**** DATA FOR ANALYSIS
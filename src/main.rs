use axum::{
    extract::Request,
    http::{HeaderValue, Method},
    ServiceExt,
};
use tower_http::{
    cors::{AllowHeaders, AllowOrigin, CorsLayer},
    trace::TraceLayer,
};
use tracing::info;
use tracing_subscriber::{layer::SubscriberExt, util::SubscriberInitExt};

use voluntariamente::{
    auth::password::PasswordHasher, create_router, db::Database, normalize_paths, AppConfig,
    AppError, AppState,
};

fn cors_layer(origins: &[String]) -> Result<CorsLayer, AppError> {
    let origins = origins
        .iter()
        .map(|origin| {
            origin
                .parse::<HeaderValue>()
                .map_err(|_| AppError::ConfigError(format!("Invalid CORS origin '{origin}'")))
        })
        .collect::<Result<Vec<_>, _>>()?;

    Ok(CorsLayer::new()
        .allow_origin(AllowOrigin::list(origins))
        .allow_methods([Method::GET, Method::POST, Method::PUT, Method::DELETE])
        .allow_headers(AllowHeaders::mirror_request()))
}

#[tokio::main]
async fn main() -> Result<(), AppError> {
    dotenvy::dotenv().ok();

    // Initialize tracing
    tracing_subscriber::registry()
        .with(
            tracing_subscriber::EnvFilter::try_from_default_env()
                .unwrap_or_else(|_| "voluntariamente=debug,tower_http=debug".into()),
        )
        .with(tracing_subscriber::fmt::layer())
        .init();

    info!("Starting Voluntariamente API");

    let config = AppConfig::from_env()?;
    let password_hasher = PasswordHasher::new(config.bcrypt_cost);

    let app_state = match &config.database {
        Some(database_config) => {
            let database = Database::connect(database_config).await?;
            database.migrate().await?;
            AppState::postgres(&database, config.token.clone(), password_hasher)
        }
        None => AppState::in_memory(config.token.clone(), password_hasher),
    };

    let app = normalize_paths(
        create_router(app_state)
            .layer(cors_layer(&config.cors_origins)?)
            .layer(TraceLayer::new_for_http()),
    );

    let listener = tokio::net::TcpListener::bind(config.bind_addr).await?;
    info!("Server running on http://{}", config.bind_addr);
    axum::serve(listener, ServiceExt::<Request>::into_make_service(app)).await?;
    Ok(())
}
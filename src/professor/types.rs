use serde::Deserialize;

use crate::patch::Patch;

/// Request payload for creating a professor profile
#[derive(Debug, Clone, Deserialize)]
pub struct ProfessorCreate {
    pub user_id: i32,
    pub full_name: String,
    #[serde(default)]
    pub vinculo: Option<String>,
    #[serde(default)]
    pub departamento: Option<String>,
}

/// Partial update payload; the owning user cannot be changed
#[derive(Debug, Default, Deserialize)]
pub struct ProfessorUpdate {
    #[serde(default)]
    pub full_name: Patch<String>,
    #[serde(default)]
    pub vinculo: Patch<Option<String>>,
    #[serde(default)]
    pub departamento: Patch<Option<String>>,
}
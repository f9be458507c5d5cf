use chrono::{DateTime, Utc};
use serde::{Deserialize, Serialize};
use sqlx::FromRow;

/// Database model for the disciplinas table
#[derive(Debug, Clone, PartialEq, FromRow, Serialize, Deserialize)]
pub struct DisciplinaModel {
    pub disciplina_id: i32,
    pub professor_id: Option<i32>, // cleared when the professor is deleted
    pub nome_disciplina: String,
    pub description: Option<String>,
    pub created_at: DateTime<Utc>,
    pub updated_at: DateTime<Utc>,
}
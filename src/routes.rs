use axum::{
    routing::{get, post},
    Json, Router,
};
use serde_json::{json, Value};
use tower::Layer;
use tower_http::normalize_path::{NormalizePath, NormalizePathLayer};

use crate::shared::AppState;
use crate::{
    auth, disciplina, estudante, matricula, ong, professor, projeto, task, task_estudante, user,
};

async fn root() -> Json<Value> {
    Json(json!({ "message": "Voluntariamente API is running" }))
}

fn auth_routes() -> Router<AppState> {
    Router::new()
        .route("/register", post(auth::register))
        .route("/token", post(auth::login_for_access_token))
        .route("/me", get(auth::read_current_user))
}

fn user_routes() -> Router<AppState> {
    Router::new()
        .route("/", get(user::list_users).post(user::create_user))
        .route("/me", get(auth::read_current_user))
        .route(
            "/:user_id",
            get(user::get_user)
                .put(user::update_user)
                .delete(user::delete_user),
        )
}

fn professor_routes() -> Router<AppState> {
    Router::new()
        .route(
            "/",
            get(professor::list_professores).post(professor::create_professor),
        )
        .route(
            "/:professor_id",
            get(professor::get_professor)
                .put(professor::update_professor)
                .delete(professor::delete_professor),
        )
}

fn estudante_routes() -> Router<AppState> {
    Router::new()
        .route(
            "/",
            get(estudante::list_estudantes).post(estudante::create_estudante),
        )
        .route(
            "/:student_id",
            get(estudante::get_estudante)
                .put(estudante::update_estudante)
                .delete(estudante::delete_estudante),
        )
}

fn ong_routes() -> Router<AppState> {
    Router::new()
        .route("/", get(ong::list_ongs).post(ong::create_ong))
        .route(
            "/:ngo_id",
            get(ong::get_ong).put(ong::update_ong).delete(ong::delete_ong),
        )
}

fn disciplina_routes() -> Router<AppState> {
    Router::new()
        .route(
            "/",
            get(disciplina::list_disciplinas).post(disciplina::create_disciplina),
        )
        .route(
            "/:disciplina_id",
            get(disciplina::get_disciplina)
                .put(disciplina::update_disciplina)
                .delete(disciplina::delete_disciplina),
        )
        .route(
            "/professor/:professor_id",
            get(disciplina::list_disciplinas_by_professor),
        )
        .route("/search/:nome", get(disciplina::search_disciplinas))
}

fn projeto_routes() -> Router<AppState> {
    Router::new()
        .route("/", get(projeto::list_projetos).post(projeto::create_projeto))
        .route(
            "/:projeto_id",
            get(projeto::get_projeto)
                .put(projeto::update_projeto)
                .delete(projeto::delete_projeto),
        )
        .route(
            "/disciplina/:disciplina_id",
            get(projeto::list_projetos_by_disciplina),
        )
        .route("/ong/:ngo_id", get(projeto::list_projetos_by_ong))
}

fn task_routes() -> Router<AppState> {
    Router::new()
        .route("/", get(task::list_tasks).post(task::create_task))
        .route(
            "/:task_id",
            get(task::get_task)
                .put(task::update_task)
                .delete(task::delete_task),
        )
        .route("/projeto/:projeto_id", get(task::list_tasks_by_projeto))
        .route("/status/:status", get(task::list_tasks_by_status))
}

fn matricula_routes() -> Router<AppState> {
    Router::new()
        .route(
            "/",
            get(matricula::list_matriculas).post(matricula::create_matricula),
        )
        .route(
            "/:matricula_id",
            get(matricula::get_matricula)
                .put(matricula::update_matricula)
                .delete(matricula::delete_matricula),
        )
        .route(
            "/student/:student_id",
            get(matricula::list_matriculas_by_student),
        )
        .route(
            "/project/:projeto_id",
            get(matricula::list_matriculas_by_projeto),
        )
}

fn task_estudante_routes() -> Router<AppState> {
    Router::new()
        .route(
            "/",
            get(task_estudante::list_task_estudantes).post(task_estudante::create_task_estudante),
        )
        .route(
            "/:estud_task_id",
            get(task_estudante::get_task_estudante)
                .put(task_estudante::update_task_estudante)
                .delete(task_estudante::delete_task_estudante),
        )
        .route(
            "/student/:student_id",
            get(task_estudante::list_task_estudantes_by_student),
        )
        .route(
            "/task/:task_id",
            get(task_estudante::list_task_estudantes_by_task),
        )
        .route(
            "/status/:status",
            get(task_estudante::list_task_estudantes_by_status),
        )
}

/// Strips a trailing slash before routing, so `/projetos/` and `/projetos`
/// reach the same handler. Must wrap the finished router from outside.
pub fn normalize_paths(router: Router) -> NormalizePath<Router> {
    NormalizePathLayer::trim_trailing_slash().layer(router)
}

/// The API as served: `create_router` behind path normalization
pub fn create_app(state: AppState) -> NormalizePath<Router> {
    normalize_paths(create_router(state))
}

/// Builds the full HTTP API. Layers (tracing, CORS) are added by the binary.
pub fn create_router(state: AppState) -> Router {
    Router::new()
        .route("/", get(root))
        .nest("/auth", auth_routes())
        .nest("/users", user_routes())
        .nest("/professores", professor_routes())
        .nest("/estudantes", estudante_routes())
        .nest("/ongs", ong_routes())
        .nest("/disciplinas", disciplina_routes())
        .nest("/projetos", projeto_routes())
        .nest("/tasks", task_routes())
        .nest("/matriculas", matricula_routes())
        .nest("/task-estudantes", task_estudante_routes())
        .with_state(state)
}

#[cfg(test)]
mod tests {
    use crate::shared::test_utils::{seed_user, send, test_state};
    use crate::user::models::Role;
    use axum::http::StatusCode;
    use serde_json::json;

    #[tokio::test]
    async fn test_root_is_alive() {
        let (status, body) = send(&test_state(), "GET", "/", None, None).await;
        assert_eq!(status, StatusCode::OK);
        assert!(body["message"].is_string());
    }

    #[tokio::test]
    async fn test_unknown_route() {
        let (status, _) = send(&test_state(), "GET", "/salas", None, None).await;
        assert_eq!(status, StatusCode::NOT_FOUND);
    }

    #[tokio::test]
    async fn test_trailing_slash_reaches_collection_routes() {
        let state = test_state();
        let (_, token) = seed_user(&state, "ana", Role::Professor).await;

        let (status, created) = send(
            &state,
            "POST",
            "/projetos/",
            Some(&token),
            Some(json!({"name": "Horta"})),
        )
        .await;
        assert_eq!(status, StatusCode::CREATED);

        let (status, listed) = send(&state, "GET", "/projetos/", None, None).await;
        assert_eq!(status, StatusCode::OK);
        assert_eq!(listed[0]["projeto_id"], created["projeto_id"]);

        let (status, fetched) = send(
            &state,
            "GET",
            &format!("/projetos/{}/", created["projeto_id"]),
            None,
            None,
        )
        .await;
        assert_eq!(status, StatusCode::OK);
        assert_eq!(fetched["name"], "Horta");
    }
}
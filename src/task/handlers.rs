use axum::{
    extract::State,
    http::StatusCode,
    Json,
};
use std::sync::Arc;
use tracing::instrument;

use super::{
    models::TaskModel,
    service::TaskService,
    types::{TaskCreate, TaskUpdate},
};
use crate::auth::CurrentUser;
use crate::extract::{AppJson, AppPath, AppQuery};
use crate::shared::{AppError, AppState, Pagination};

fn service(state: &AppState) -> TaskService {
    TaskService::new(
        Arc::clone(&state.task_repository),
        Arc::clone(&state.projeto_repository),
    )
}

#[instrument(name = "create_task", skip(state, current, request), fields(user_id = current.user_id()))]
pub async fn create_task(
    State(state): State<AppState>,
    current: CurrentUser,
    AppJson(request): AppJson<TaskCreate>,
) -> Result<(StatusCode, Json<TaskModel>), AppError> {
    let task = service(&state).create_task(request).await?;
    Ok((StatusCode::CREATED, Json(task)))
}

#[instrument(name = "list_tasks", skip(state))]
pub async fn list_tasks(
    State(state): State<AppState>,
    AppQuery(pagination): AppQuery<Pagination>,
) -> Result<Json<Vec<TaskModel>>, AppError> {
    Ok(Json(service(&state).list_tasks(pagination).await?))
}

#[instrument(name = "get_task", skip(state))]
pub async fn get_task(
    State(state): State<AppState>,
    AppPath(task_id): AppPath<i32>,
) -> Result<Json<TaskModel>, AppError> {
    Ok(Json(service(&state).get_task(task_id).await?))
}

/// GET /tasks/projeto/:projeto_id
#[instrument(name = "list_tasks_by_projeto", skip(state))]
pub async fn list_tasks_by_projeto(
    State(state): State<AppState>,
    AppPath(projeto_id): AppPath<i32>,
) -> Result<Json<Vec<TaskModel>>, AppError> {
    Ok(Json(service(&state).list_by_projeto(projeto_id).await?))
}

/// GET /tasks/status/:status
#[instrument(name = "list_tasks_by_status", skip(state))]
pub async fn list_tasks_by_status(
    State(state): State<AppState>,
    AppPath(status): AppPath<String>,
) -> Result<Json<Vec<TaskModel>>, AppError> {
    Ok(Json(service(&state).list_by_status(&status).await?))
}

#[instrument(name = "update_task", skip(state, current, update), fields(user_id = current.user_id()))]
pub async fn update_task(
    State(state): State<AppState>,
    current: CurrentUser,
    AppPath(task_id): AppPath<i32>,
    AppJson(update): AppJson<TaskUpdate>,
) -> Result<Json<TaskModel>, AppError> {
    Ok(Json(service(&state).update_task(task_id, update).await?))
}

#[instrument(name = "delete_task", skip(state, current), fields(user_id = current.user_id()))]
pub async fn delete_task(
    State(state): State<AppState>,
    current: CurrentUser,
    AppPath(task_id): AppPath<i32>,
) -> Result<StatusCode, AppError> {
    service(&state).delete_task(task_id).await?;
    Ok(StatusCode::NO_CONTENT)
}

#[cfg(test)]
mod tests {
    use crate::shared::test_utils::{seed_user, send, test_state};
    use crate::user::models::Role;
    use axum::http::StatusCode;
    use serde_json::json;

    #[tokio::test]
    async fn test_task_for_unknown_project() {
        let state = test_state();
        let (_, token) = seed_user(&state, "ana", Role::Estudante).await;

        let (status, body) = send(
            &state,
            "POST",
            "/tasks",
            Some(&token),
            Some(json!({"projeto_id": 999, "name": "Nada"})),
        )
        .await;
        assert_eq!(status, StatusCode::NOT_FOUND);
        assert_eq!(body["error"], "Project not found");
    }

    #[tokio::test]
    async fn test_task_filters_and_partial_update() {
        let state = test_state();
        let (_, token) = seed_user(&state, "ana", Role::Professor).await;
        let (_, projeto) = send(
            &state,
            "POST",
            "/projetos",
            Some(&token),
            Some(json!({"name": "Mutirão"})),
        )
        .await;
        let projeto_id = projeto["projeto_id"].as_i64().unwrap();

        for (name, status) in [("Limpar", "Pendente"), ("Plantar", "Concluída")] {
            let (code, task) = send(
                &state,
                "POST",
                "/tasks",
                Some(&token),
                Some(json!({
                    "projeto_id": projeto_id,
                    "name": name,
                    "type": "Campo",
                    "status": status
                })),
            )
            .await;
            assert_eq!(code, StatusCode::CREATED);
            assert_eq!(task["type"], "Campo");
        }

        let (_, by_projeto) = send(
            &state,
            "GET",
            &format!("/tasks/projeto/{}", projeto_id),
            None,
            None,
        )
        .await;
        assert_eq!(by_projeto.as_array().unwrap().len(), 2);

        let (_, pending) = send(&state, "GET", "/tasks/status/Pendente", None, None).await;
        let pending = pending.as_array().unwrap();
        assert_eq!(pending.len(), 1);
        assert_eq!(pending[0]["name"], "Limpar");

        let uri = format!("/tasks/{}", pending[0]["task_id"]);
        let (status, updated) = send(
            &state,
            "PUT",
            &uri,
            Some(&token),
            Some(json!({"status": "Concluída"})),
        )
        .await;
        assert_eq!(status, StatusCode::OK);
        assert_eq!(updated["status"], "Concluída");
        assert_eq!(updated["name"], "Limpar");
        assert_eq!(updated["type"], "Campo");
    }
}
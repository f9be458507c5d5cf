use chrono::{DateTime, NaiveDate, Utc};
use serde::{Deserialize, Serialize};
use sqlx::FromRow;

/// Database model for the projetos table
#[derive(Debug, Clone, PartialEq, FromRow, Serialize, Deserialize)]
pub struct ProjetoModel {
    pub projeto_id: i32,
    pub disciplina_id: Option<i32>,
    pub ngo_id: Option<i32>,
    pub name: String,
    pub description: Option<String>,
    pub start_date: Option<NaiveDate>,
    pub end_date: Option<NaiveDate>,
    pub status: Option<String>,
    pub created_at: DateTime<Utc>,
    pub updated_at: DateTime<Utc>,
}
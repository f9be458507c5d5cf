use chrono::{DateTime, Duration, Utc};
use jsonwebtoken::{decode, encode, Algorithm, DecodingKey, EncodingKey, Header, Validation};
use std::str::FromStr;
use tracing::{debug, instrument, warn};

use super::types::TokenClaims;
use crate::shared::AppError;

const FALLBACK_SECRET: &str = "fallback-secret-key";

/// Configuration for JWT token operations
#[derive(Clone)]
pub struct TokenConfig {
    secret: String,
    algorithm: Algorithm,
    pub expire_minutes: i64,
}

impl TokenConfig {
    /// HS256 signer with the given secret and lifetime
    pub fn new(secret: String, expire_minutes: i64) -> Self {
        Self {
            secret,
            algorithm: Algorithm::HS256,
            expire_minutes,
        }
    }

    /// Switches to another HMAC algorithm. Only the HS family works with a shared secret.
    pub fn with_algorithm(mut self, algorithm: Algorithm) -> Result<Self, AppError> {
        if !matches!(
            algorithm,
            Algorithm::HS256 | Algorithm::HS384 | Algorithm::HS512
        ) {
            return Err(AppError::ConfigError(format!(
                "Unsupported signing algorithm {:?}, expected HS256, HS384 or HS512",
                algorithm
            )));
        }
        self.algorithm = algorithm;
        Ok(self)
    }

    /// Reads `SECRET_KEY`, `ALGORITHM` (default HS256) and
    /// `ACCESS_TOKEN_EXPIRE_MINUTES` (default 30).
    pub fn from_env() -> Result<Self, AppError> {
        let secret = std::env::var("SECRET_KEY").unwrap_or_else(|_| {
            warn!("SECRET_KEY not set, using the development fallback key");
            FALLBACK_SECRET.to_string()
        });

        let expire_minutes = match std::env::var("ACCESS_TOKEN_EXPIRE_MINUTES") {
            Err(_) => 30,
            Ok(raw) => parse_expire_minutes(&raw)?,
        };

        let algorithm = match std::env::var("ALGORITHM") {
            Err(_) => Algorithm::HS256,
            Ok(raw) => Algorithm::from_str(&raw)
                .map_err(|_| AppError::ConfigError(format!("Invalid ALGORITHM '{raw}'")))?,
        };

        Self::new(secret, expire_minutes).with_algorithm(algorithm)
    }

    /// Creates a signed token whose subject is the username
    #[instrument(skip(self))]
    pub fn create_token(&self, username: &str) -> Result<String, AppError> {
        let now = Utc::now();
        let exp = expires_at(now, self.expire_minutes)
            .ok_or_else(|| {
                warn!(
                    expire_minutes = self.expire_minutes,
                    "Token lifetime out of range"
                );
                AppError::Internal
            })?
            .timestamp()
            .max(0) as usize;

        debug!(
            expire_minutes = self.expire_minutes,
            exp_timestamp = exp,
            "Creating JWT token with expiration"
        );

        let claims = TokenClaims {
            sub: username.to_string(),
            exp,
            iat: now.timestamp() as usize,
        };

        encode(
            &Header::new(self.algorithm),
            &claims,
            &EncodingKey::from_secret(self.secret.as_ref()),
        )
        .map_err(|e| {
            warn!(error = %e, "Failed to encode JWT token");
            AppError::JwtError(e.to_string())
        })
    }

    /// Verifies signature and expiry and returns the claims
    #[instrument(skip(self, token))]
    pub fn validate_token(&self, token: &str) -> Result<TokenClaims, AppError> {
        debug!("Decoding and validating JWT token");

        decode::<TokenClaims>(
            token,
            &DecodingKey::from_secret(self.secret.as_ref()),
            &Validation::new(self.algorithm),
        )
        .map(|data| {
            debug!(
                username = %data.claims.sub,
                exp = data.claims.exp,
                "JWT token decoded successfully"
            );
            data.claims
        })
        .map_err(|e| {
            debug!(error = %e, "Failed to decode JWT token");
            AppError::JwtError(e.to_string())
        })
    }
}

/// `None` when the lifetime does not fit in a timestamp
fn expires_at(now: DateTime<Utc>, expire_minutes: i64) -> Option<DateTime<Utc>> {
    Duration::try_minutes(expire_minutes).and_then(|lifetime| now.checked_add_signed(lifetime))
}

fn parse_expire_minutes(raw: &str) -> Result<i64, AppError> {
    match raw.trim().parse::<i64>() {
        Ok(minutes) if minutes > 0 && expires_at(Utc::now(), minutes).is_some() => Ok(minutes),
        _ => Err(AppError::ConfigError(format!(
            "Invalid ACCESS_TOKEN_EXPIRE_MINUTES '{raw}': must be a positive number of minutes within the timestamp range"
        ))),
    }
}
********
§ **TASK GOAL**
Please tally the lines of the listing that include the string "vinculo". Give the total alone.

§ **WRITTEN RESPONSE**
2